» **Aim of the exercise**: Search the material for lines containing the word "callers", and copy each one.

» **Data to process**:
========================================================================
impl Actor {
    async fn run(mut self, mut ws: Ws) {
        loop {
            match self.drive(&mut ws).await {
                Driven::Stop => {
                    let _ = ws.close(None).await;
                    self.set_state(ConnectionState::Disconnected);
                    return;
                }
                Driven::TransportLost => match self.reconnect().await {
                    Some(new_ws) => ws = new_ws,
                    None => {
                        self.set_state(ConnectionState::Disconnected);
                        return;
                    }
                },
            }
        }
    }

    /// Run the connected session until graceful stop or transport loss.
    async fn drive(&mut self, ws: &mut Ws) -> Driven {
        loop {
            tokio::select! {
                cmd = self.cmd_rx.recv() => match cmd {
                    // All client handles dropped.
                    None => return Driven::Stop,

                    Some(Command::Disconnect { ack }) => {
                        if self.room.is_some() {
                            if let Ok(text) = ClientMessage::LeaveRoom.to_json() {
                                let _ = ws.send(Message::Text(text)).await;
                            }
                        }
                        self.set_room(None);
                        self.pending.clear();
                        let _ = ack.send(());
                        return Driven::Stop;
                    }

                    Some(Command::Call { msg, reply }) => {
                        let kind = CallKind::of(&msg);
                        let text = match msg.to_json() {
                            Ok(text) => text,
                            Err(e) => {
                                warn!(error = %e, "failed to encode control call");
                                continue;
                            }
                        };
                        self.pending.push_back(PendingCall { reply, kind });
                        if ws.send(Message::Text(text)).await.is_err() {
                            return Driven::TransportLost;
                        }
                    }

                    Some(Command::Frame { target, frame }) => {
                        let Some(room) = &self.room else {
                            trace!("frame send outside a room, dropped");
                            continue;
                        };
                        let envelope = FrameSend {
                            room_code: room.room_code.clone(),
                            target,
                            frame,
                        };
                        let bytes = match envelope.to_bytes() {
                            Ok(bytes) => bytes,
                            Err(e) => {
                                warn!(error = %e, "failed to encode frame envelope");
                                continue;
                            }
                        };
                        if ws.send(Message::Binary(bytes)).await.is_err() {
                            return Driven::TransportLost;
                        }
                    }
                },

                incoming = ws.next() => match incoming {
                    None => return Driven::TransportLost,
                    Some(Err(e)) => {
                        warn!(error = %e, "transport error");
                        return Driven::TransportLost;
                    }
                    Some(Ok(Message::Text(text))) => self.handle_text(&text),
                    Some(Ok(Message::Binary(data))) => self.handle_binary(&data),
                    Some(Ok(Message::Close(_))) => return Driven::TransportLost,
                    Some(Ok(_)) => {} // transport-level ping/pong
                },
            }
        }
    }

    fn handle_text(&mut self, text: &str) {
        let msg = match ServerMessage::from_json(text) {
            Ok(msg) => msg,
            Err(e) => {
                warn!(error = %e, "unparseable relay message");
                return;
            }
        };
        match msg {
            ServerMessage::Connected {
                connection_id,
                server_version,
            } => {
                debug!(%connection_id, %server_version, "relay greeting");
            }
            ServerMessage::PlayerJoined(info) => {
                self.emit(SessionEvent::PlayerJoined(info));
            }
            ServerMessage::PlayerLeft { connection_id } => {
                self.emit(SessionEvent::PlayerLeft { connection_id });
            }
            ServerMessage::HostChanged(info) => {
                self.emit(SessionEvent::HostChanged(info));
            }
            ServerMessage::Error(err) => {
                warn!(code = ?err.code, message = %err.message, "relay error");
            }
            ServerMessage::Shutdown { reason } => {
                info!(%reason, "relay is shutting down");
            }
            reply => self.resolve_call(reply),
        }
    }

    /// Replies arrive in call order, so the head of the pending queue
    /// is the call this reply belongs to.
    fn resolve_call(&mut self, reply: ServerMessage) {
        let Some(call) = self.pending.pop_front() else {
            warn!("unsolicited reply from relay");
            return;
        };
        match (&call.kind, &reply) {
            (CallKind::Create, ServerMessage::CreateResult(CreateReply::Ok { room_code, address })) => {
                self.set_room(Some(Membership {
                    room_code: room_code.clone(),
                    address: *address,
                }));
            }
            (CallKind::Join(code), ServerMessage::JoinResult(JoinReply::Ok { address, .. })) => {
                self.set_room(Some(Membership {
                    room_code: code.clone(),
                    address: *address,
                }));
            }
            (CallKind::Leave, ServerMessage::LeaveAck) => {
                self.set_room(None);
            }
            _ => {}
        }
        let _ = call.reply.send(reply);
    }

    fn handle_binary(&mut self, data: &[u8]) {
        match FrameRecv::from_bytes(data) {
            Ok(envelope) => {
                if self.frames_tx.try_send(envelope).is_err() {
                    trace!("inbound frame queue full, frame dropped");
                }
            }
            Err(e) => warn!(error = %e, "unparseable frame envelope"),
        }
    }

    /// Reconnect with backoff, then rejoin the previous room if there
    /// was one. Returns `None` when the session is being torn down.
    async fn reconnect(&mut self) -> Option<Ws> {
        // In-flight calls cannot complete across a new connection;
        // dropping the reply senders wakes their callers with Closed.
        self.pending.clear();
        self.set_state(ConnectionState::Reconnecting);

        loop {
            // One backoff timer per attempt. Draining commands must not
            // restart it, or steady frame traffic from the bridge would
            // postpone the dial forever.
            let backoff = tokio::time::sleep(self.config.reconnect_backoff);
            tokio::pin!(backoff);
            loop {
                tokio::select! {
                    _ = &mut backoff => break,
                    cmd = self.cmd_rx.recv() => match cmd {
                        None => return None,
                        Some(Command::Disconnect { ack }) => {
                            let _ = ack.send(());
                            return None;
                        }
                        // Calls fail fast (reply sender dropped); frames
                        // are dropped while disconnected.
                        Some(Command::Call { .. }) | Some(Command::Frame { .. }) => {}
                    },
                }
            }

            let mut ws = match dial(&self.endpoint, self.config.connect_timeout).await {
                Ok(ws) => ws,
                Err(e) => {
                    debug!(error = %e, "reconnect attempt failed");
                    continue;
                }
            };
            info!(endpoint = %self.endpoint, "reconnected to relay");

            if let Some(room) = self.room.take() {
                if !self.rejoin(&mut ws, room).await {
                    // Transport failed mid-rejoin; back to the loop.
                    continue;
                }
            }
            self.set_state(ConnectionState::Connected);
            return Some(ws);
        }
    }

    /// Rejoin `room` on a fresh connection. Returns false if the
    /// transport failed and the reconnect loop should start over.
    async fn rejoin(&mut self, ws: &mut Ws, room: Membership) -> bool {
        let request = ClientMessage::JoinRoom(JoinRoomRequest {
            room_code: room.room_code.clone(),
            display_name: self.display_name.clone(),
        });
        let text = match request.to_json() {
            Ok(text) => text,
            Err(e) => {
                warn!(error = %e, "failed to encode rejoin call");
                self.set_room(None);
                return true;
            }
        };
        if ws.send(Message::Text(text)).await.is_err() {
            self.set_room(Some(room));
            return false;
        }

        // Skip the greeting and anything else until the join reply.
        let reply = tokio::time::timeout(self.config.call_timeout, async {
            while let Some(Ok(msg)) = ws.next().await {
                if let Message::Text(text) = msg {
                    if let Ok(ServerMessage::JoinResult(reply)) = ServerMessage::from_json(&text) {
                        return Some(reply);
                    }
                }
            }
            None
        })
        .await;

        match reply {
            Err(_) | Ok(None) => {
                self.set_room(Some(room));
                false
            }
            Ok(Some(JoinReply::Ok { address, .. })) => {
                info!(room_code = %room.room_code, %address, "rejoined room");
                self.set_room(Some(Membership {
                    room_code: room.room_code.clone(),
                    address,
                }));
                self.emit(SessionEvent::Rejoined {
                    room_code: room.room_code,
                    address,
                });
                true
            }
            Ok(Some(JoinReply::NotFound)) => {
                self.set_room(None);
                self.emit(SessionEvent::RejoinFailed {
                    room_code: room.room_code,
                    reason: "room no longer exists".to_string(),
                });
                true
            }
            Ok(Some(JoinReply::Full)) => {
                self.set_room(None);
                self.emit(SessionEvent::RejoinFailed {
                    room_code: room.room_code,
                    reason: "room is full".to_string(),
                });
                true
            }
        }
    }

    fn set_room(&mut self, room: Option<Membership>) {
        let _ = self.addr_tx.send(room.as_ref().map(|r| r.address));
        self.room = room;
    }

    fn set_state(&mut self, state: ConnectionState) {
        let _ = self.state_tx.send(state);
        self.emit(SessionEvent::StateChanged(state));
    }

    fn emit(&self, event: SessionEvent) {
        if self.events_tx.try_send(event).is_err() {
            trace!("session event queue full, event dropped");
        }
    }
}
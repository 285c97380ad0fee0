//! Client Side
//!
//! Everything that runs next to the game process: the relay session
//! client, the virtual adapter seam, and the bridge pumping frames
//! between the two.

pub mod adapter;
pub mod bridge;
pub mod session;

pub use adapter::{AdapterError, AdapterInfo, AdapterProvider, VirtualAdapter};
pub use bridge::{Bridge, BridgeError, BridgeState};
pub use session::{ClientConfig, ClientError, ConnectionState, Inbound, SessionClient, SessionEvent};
========================================================================
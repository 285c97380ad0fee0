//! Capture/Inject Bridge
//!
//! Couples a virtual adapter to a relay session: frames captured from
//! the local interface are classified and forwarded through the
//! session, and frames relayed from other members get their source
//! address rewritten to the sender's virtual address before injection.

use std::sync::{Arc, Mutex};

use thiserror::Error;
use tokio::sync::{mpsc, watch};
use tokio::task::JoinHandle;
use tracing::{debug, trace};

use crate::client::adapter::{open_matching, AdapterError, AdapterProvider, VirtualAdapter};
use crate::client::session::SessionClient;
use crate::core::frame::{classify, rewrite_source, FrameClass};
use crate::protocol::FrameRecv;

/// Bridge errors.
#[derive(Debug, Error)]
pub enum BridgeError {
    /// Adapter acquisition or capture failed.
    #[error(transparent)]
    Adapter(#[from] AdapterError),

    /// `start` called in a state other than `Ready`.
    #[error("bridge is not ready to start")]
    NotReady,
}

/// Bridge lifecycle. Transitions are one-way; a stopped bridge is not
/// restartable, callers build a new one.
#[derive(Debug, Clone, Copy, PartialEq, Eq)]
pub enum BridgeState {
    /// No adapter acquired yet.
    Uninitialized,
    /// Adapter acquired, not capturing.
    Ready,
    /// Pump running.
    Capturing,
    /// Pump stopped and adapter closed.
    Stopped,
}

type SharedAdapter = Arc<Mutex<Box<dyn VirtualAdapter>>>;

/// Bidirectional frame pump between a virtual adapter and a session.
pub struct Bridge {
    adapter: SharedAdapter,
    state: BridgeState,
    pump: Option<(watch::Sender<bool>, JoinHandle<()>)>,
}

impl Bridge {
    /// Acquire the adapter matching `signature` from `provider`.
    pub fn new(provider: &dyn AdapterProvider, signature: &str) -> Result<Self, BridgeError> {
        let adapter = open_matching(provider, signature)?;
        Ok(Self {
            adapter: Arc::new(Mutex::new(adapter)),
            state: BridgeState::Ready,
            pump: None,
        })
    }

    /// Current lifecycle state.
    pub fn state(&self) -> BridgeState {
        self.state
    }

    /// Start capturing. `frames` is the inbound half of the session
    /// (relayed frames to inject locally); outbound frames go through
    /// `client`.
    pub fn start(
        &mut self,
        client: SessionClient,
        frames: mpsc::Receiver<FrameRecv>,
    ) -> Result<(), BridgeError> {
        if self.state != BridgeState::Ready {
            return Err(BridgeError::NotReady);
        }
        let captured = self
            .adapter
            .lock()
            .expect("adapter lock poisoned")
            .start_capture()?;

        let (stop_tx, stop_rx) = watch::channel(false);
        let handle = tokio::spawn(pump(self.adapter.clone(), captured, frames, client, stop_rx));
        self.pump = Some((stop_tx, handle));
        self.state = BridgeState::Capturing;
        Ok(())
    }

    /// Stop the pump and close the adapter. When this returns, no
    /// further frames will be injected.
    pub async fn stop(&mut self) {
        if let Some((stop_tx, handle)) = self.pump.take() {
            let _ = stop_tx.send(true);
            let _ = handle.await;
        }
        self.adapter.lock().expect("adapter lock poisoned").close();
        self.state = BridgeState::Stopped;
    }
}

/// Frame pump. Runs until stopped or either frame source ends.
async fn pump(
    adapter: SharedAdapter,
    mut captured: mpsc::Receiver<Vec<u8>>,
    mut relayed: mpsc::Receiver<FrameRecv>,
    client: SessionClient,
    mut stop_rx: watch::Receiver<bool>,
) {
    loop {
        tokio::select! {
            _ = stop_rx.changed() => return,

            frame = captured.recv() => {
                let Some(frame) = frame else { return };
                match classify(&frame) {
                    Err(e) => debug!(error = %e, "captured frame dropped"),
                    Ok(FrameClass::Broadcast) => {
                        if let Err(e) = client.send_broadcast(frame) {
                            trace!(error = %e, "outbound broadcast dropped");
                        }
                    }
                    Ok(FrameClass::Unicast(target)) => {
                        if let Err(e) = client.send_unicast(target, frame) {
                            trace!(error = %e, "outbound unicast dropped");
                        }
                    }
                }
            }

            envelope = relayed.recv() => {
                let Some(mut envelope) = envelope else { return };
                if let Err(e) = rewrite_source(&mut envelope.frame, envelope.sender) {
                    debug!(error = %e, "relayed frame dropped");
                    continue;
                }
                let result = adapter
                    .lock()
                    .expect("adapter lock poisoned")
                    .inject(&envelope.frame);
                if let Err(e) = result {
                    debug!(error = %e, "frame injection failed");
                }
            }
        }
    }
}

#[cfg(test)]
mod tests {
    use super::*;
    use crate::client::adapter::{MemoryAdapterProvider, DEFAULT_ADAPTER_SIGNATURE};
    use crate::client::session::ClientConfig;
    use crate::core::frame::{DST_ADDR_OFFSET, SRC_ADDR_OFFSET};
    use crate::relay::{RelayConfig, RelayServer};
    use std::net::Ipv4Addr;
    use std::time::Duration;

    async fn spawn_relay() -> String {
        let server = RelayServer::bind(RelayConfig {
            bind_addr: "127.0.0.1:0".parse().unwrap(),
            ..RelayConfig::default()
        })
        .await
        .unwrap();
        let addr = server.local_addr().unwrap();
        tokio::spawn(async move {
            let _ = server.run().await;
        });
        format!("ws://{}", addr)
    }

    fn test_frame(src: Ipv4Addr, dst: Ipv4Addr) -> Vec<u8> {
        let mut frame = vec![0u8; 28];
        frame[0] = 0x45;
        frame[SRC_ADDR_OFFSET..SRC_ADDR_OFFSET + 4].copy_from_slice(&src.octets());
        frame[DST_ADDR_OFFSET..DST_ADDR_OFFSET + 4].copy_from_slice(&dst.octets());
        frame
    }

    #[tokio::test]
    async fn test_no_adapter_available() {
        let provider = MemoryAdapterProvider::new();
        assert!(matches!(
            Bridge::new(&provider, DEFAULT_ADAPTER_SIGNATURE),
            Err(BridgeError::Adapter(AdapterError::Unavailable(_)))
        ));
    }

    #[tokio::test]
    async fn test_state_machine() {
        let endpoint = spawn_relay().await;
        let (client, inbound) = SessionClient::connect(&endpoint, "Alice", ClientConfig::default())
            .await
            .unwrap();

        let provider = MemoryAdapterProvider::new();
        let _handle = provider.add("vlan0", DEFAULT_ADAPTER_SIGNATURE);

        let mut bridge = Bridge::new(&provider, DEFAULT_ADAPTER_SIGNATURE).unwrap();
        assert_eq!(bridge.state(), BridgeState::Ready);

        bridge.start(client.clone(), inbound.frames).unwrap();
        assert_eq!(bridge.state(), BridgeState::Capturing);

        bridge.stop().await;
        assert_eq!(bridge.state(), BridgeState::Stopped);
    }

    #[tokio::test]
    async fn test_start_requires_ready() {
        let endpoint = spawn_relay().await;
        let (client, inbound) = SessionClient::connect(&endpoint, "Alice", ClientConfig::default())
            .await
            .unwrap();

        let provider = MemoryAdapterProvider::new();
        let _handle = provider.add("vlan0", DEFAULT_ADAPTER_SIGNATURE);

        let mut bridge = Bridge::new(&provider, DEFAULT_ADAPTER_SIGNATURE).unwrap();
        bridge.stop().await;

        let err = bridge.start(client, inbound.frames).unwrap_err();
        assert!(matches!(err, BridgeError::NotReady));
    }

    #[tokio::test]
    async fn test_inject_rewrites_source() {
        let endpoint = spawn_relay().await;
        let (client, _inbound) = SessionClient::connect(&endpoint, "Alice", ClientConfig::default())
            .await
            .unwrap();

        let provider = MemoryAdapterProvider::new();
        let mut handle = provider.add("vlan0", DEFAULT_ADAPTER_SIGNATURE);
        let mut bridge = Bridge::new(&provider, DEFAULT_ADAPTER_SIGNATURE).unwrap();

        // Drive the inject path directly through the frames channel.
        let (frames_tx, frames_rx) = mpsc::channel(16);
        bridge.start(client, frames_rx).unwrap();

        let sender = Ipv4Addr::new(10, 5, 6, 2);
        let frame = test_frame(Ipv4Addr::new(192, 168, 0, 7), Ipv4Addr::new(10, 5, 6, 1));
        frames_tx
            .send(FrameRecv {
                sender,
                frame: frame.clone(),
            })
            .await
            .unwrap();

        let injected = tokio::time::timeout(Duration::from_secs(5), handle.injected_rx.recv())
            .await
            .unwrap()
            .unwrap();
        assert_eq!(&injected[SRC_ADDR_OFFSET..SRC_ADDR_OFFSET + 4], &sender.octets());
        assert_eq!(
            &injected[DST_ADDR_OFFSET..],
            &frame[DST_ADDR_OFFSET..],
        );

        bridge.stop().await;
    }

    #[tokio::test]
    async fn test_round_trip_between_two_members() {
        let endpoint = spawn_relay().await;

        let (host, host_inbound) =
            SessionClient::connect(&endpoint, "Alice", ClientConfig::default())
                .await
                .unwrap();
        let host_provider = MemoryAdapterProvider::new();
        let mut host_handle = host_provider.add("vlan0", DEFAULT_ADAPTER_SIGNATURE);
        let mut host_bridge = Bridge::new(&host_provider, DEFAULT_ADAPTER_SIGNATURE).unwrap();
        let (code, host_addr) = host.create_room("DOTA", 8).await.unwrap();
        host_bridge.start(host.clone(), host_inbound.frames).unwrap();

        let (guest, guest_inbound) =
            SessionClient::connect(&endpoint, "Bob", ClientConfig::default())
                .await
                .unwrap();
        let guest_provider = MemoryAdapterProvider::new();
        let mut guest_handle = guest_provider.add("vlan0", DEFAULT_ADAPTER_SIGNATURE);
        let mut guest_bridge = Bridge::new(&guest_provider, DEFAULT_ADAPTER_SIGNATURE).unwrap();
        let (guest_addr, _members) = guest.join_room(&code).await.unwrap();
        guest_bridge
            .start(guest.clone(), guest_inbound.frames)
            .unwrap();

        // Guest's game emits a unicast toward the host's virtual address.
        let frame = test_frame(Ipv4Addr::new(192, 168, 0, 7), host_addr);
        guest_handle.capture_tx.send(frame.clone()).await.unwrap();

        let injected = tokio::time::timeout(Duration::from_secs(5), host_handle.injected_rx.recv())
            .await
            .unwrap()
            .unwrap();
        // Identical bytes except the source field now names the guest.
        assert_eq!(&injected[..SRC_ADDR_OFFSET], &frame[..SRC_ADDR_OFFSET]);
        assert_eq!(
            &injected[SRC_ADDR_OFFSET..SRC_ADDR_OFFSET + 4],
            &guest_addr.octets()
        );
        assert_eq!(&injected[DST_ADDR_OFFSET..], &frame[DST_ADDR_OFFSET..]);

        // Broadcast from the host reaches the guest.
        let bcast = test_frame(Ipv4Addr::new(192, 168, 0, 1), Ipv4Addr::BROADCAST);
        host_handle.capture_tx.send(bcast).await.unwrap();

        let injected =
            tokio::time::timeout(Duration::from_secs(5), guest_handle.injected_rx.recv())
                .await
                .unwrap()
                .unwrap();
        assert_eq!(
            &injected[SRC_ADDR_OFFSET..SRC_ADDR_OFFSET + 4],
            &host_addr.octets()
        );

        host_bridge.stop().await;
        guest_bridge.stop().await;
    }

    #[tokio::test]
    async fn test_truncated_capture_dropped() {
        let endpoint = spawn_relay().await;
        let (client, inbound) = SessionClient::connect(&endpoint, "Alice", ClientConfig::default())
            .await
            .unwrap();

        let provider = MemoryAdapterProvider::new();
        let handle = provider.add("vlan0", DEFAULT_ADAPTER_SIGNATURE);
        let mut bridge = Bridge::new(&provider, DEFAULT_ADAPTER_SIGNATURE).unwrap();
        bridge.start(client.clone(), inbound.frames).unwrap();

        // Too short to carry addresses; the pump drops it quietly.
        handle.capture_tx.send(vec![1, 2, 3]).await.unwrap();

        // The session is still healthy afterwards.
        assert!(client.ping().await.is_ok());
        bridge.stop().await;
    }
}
========================================================================
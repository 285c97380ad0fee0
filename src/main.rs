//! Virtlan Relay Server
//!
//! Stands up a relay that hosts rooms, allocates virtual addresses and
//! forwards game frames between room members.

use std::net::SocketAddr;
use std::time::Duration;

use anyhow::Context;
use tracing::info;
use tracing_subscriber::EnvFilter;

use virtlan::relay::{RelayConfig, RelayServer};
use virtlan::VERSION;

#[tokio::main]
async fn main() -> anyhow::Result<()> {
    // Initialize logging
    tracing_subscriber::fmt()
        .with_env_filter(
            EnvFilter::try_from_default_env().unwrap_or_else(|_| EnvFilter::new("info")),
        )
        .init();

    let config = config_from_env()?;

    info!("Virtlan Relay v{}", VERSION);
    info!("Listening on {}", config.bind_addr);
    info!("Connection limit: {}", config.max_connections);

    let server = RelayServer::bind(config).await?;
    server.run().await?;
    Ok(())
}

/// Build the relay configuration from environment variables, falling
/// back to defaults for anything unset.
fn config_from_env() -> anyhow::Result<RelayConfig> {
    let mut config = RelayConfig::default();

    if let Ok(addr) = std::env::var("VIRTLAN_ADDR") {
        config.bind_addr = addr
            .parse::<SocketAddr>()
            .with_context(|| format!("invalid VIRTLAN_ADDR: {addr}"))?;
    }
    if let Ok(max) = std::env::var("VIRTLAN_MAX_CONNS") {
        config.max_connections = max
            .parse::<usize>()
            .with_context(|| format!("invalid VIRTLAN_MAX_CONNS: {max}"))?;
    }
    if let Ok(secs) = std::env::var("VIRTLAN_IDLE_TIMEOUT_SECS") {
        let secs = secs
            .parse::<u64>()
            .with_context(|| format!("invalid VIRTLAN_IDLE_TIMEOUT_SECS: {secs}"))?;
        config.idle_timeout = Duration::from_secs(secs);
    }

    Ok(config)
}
========================================================================
» **Answer space**:
        // dropping the reply senders wakes their callers with Closed.
/// restartable, callers build a new one.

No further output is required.